Mauryas are known from numerous sources, including Puranas and Buddhist texts, the Arthashastra and Greek sources
The rock edicts of Ashoka, the Mauryan emperor are still preserved at Kalsi, located about 40 kilometres from Dehradun, on the route to Chakrata. Ashoka is considered one of the greatest kings of India and both the national emblem, and the central chakra on India’s flag are derived from depictions on his pillar capitals.
Ashoka was the grandson of Chandragupta Maurya.

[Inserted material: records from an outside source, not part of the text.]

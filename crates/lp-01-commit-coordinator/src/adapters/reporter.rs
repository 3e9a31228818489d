//! Outcome reporter adapters.

use crate::ports::outbound::OutcomeReporter;
use async_trait::async_trait;
use parking_lot::RwLock;
use shared_bus::{EventPublisher, InMemoryEventBus, LedgerEvent};
use shared_types::{CommitEvent, Outcome};
use std::sync::Arc;
use tracing::{debug, info};

/// Publishes every lifecycle event to the event bus as `LedgerEvent::Commit`.
pub struct EventBusOutcomeReporter {
    event_bus: Arc<InMemoryEventBus>,
}

impl EventBusOutcomeReporter {
    pub fn new(event_bus: Arc<InMemoryEventBus>) -> Self {
        Self { event_bus }
    }
}

#[async_trait]
impl OutcomeReporter for EventBusOutcomeReporter {
    async fn report(&self, event: CommitEvent) {
        let session_id = event.session_id;
        let state = event.state;
        if let Some(outcome) = &event.outcome {
            info!(
                %session_id,
                site = %event.site,
                outcome = outcome.kind(),
                "[lp-01] 📤 Publishing terminal commit event"
            );
        }

        let receivers = self.event_bus.publish(LedgerEvent::Commit(event)).await;
        if receivers == 0 {
            debug!(%session_id, %state, "[lp-01] No subscribers for commit event");
        }
    }
}

/// Discards every event.
#[derive(Debug, Clone, Copy, Default)]
pub struct NoopOutcomeReporter;

#[async_trait]
impl OutcomeReporter for NoopOutcomeReporter {
    async fn report(&self, _event: CommitEvent) {}
}

/// In-memory reporter for tests and diagnostics.
#[derive(Default)]
pub struct RecordingOutcomeReporter {
    events: RwLock<Vec<CommitEvent>>,
}

impl RecordingOutcomeReporter {
    pub fn new() -> Self {
        Self::default()
    }

    /// Every event received, in order.
    pub fn events(&self) -> Vec<CommitEvent> {
        self.events.read().clone()
    }

    /// Outcomes of terminal events, in order.
    pub fn outcomes(&self) -> Vec<Outcome> {
        self.events
            .read()
            .iter()
            .filter_map(|e| e.outcome.clone())
            .collect()
    }

    pub fn clear(&self) {
        self.events.write().clear();
    }
}

#[async_trait]
impl OutcomeReporter for RecordingOutcomeReporter {
    async fn report(&self, event: CommitEvent) {
        self.events.write().push(event);
    }
}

Around 321 BCE, Chandragupta Maurya, with the help of Chanakya, his friend and later his minister, defeated Dhanananda, the last Nanda ruler, and took over his kingdom. This was the kingdom of Magadha with its capital at Pataliputra (Patna).
Bindusara came to the throne after the death of his father Chandragupta in 297 BCE. When Ashoka, the son of Bindusara, was born, his mother, happy to have a child, said, ‘Now I am A-shoka,’ that is, without sorrow. And so the child was named.

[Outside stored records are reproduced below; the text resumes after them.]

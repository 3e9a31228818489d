//! Classification rules
//!
//! Rules are evaluated in a fixed priority order and the first match wins.
//! `PreLaunch` is the fallback when nothing else matches.

use super::record::{CampaignRecord, ParticipationRecord};
use super::state::LifecycleState;
use shared_types::Timestamp;
use std::time::Duration;

/// How long after `end_time` a fully checked campaign without liquidity
/// counts as timed out.
pub const LIQUIDITY_TIMEOUT: Duration = Duration::from_secs(14 * 24 * 60 * 60);

/// Classify a campaign at `now`, optionally from a participant's point of view.
///
/// Total over every input. Does no I/O and keeps no state.
pub fn classify(
    now: Timestamp,
    record: &CampaignRecord,
    participation: Option<&ParticipationRecord>,
) -> LifecycleState {
    let active = record.launch_time <= now && now < record.end_time;
    let ended = now >= record.end_time;
    let mint_failed = ended && !record.sold_out();
    let mint_succeeded = ended && record.sold_out();

    if active {
        return match participation {
            None => LifecycleState::ActiveNoTickets,
            Some(_) => LifecycleState::ActiveTickets,
        };
    }

    if mint_failed {
        return match participation {
            None => LifecycleState::MintFailedRefunded,
            Some(_) => LifecycleState::MintFailedNotRefunded,
        };
    }

    if mint_succeeded {
        let Some(participation) = participation else {
            return LifecycleState::MintSucceededNoTickets;
        };
        if participation.has_unchecked() {
            return LifecycleState::MintSucceededTicketsToCheck;
        }
        if record.liquidity_established {
            return LifecycleState::MintSucceededTicketsCheckedLp;
        }
        if !record.liquidity_established {
            return LifecycleState::MintSucceededTicketsCheckedNoLp;
        }
        // Shadowed by the branch above; kept so the rule order stays intact.
        if now >= record.end_time.saturating_add(LIQUIDITY_TIMEOUT) {
            return LifecycleState::MintSucceededTicketsCheckedLpTimeout;
        }
    }

    LifecycleState::PreLaunch
}

/// Next instant after `now` at which the classification boundaries move:
/// launch, end, or end plus [`LIQUIDITY_TIMEOUT`].
///
/// `None` once every boundary has passed. Callers that want live status
/// re-classify at this instant or when the record changes.
pub fn next_transition_at(now: Timestamp, record: &CampaignRecord) -> Option<Timestamp> {
    [
        record.launch_time,
        record.end_time,
        record.end_time.saturating_add(LIQUIDITY_TIMEOUT),
    ]
    .into_iter()
    .filter(|boundary| *boundary > now)
    .min()
}
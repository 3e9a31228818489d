//! Domain module for the Lifecycle Classifier
//!
//! - record: campaign and participation records read from the ledger
//! - state: the ten lifecycle states and their wire names
//! - classifier: the priority-ordered rules

pub mod classifier;
pub mod record;
pub mod state;

pub use classifier::{classify, next_transition_at, LIQUIDITY_TIMEOUT};
pub use record::{CampaignRecord, ParticipationRecord};
pub use state::LifecycleState;
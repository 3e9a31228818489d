//! Driving Ports (API - Inbound)

use crate::domain::{CampaignRecord, LifecycleState, ParticipationRecord};
use shared_types::Timestamp;

/// Primary Lifecycle API
///
/// Classification is synchronous and never cached; call again whenever the
/// record changes or [`next_transition`](LifecycleApi::next_transition)
/// passes.
pub trait LifecycleApi: Send + Sync {
    /// Classify at an explicit instant.
    fn classify_at(
        &self,
        now: Timestamp,
        record: &CampaignRecord,
        participation: Option<&ParticipationRecord>,
    ) -> LifecycleState;

    /// Classify at the time source's current instant.
    fn classify_now(
        &self,
        record: &CampaignRecord,
        participation: Option<&ParticipationRecord>,
    ) -> LifecycleState;

    /// When a pure passage of time could next change the result.
    fn next_transition(&self, record: &CampaignRecord) -> Option<Timestamp>;
}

Between Chandragupta and Bindusara a vast territory had been conquered, which was inherited by Ashoka, who, it is said, fought against his brothers for four years, before defeating them and becoming the emperor in 269-268 BCE, ruling till around 232 BCE.
The Mauryas are known from numerous sources, including the Puranas and Buddhist texts, the Arthashastra and Greek sources. Archaeology too provides a background for their lives and times. But probably the most important source for Ashoka are his own statements and orders, contained in his inscriptions. These inscriptions are found at several places from Afghanistan to southern India, and from the west to the east.
James Prinsep, an Englishman, managed to decipher the long-forgotten script in which these inscriptions were written. Prinsep came to India in 1819 and worked in the Calcutta (Kolkata) and Banaras (Varanasi) Mints and in 1832 became the secretary of the Asiatic Society of Bengal. Copies of these inscriptions were brought to him, and gradually, after first identifying a few letters, he was able to read them. The script was named Brahmi, while the language of the inscriptions was Prakrit or Pali. The inscriptions could be classified as Major Rock Edicts; Minor Rock Edicts; Pillar Edicts inscribed on tall stone pillars; and miscellaneous edicts.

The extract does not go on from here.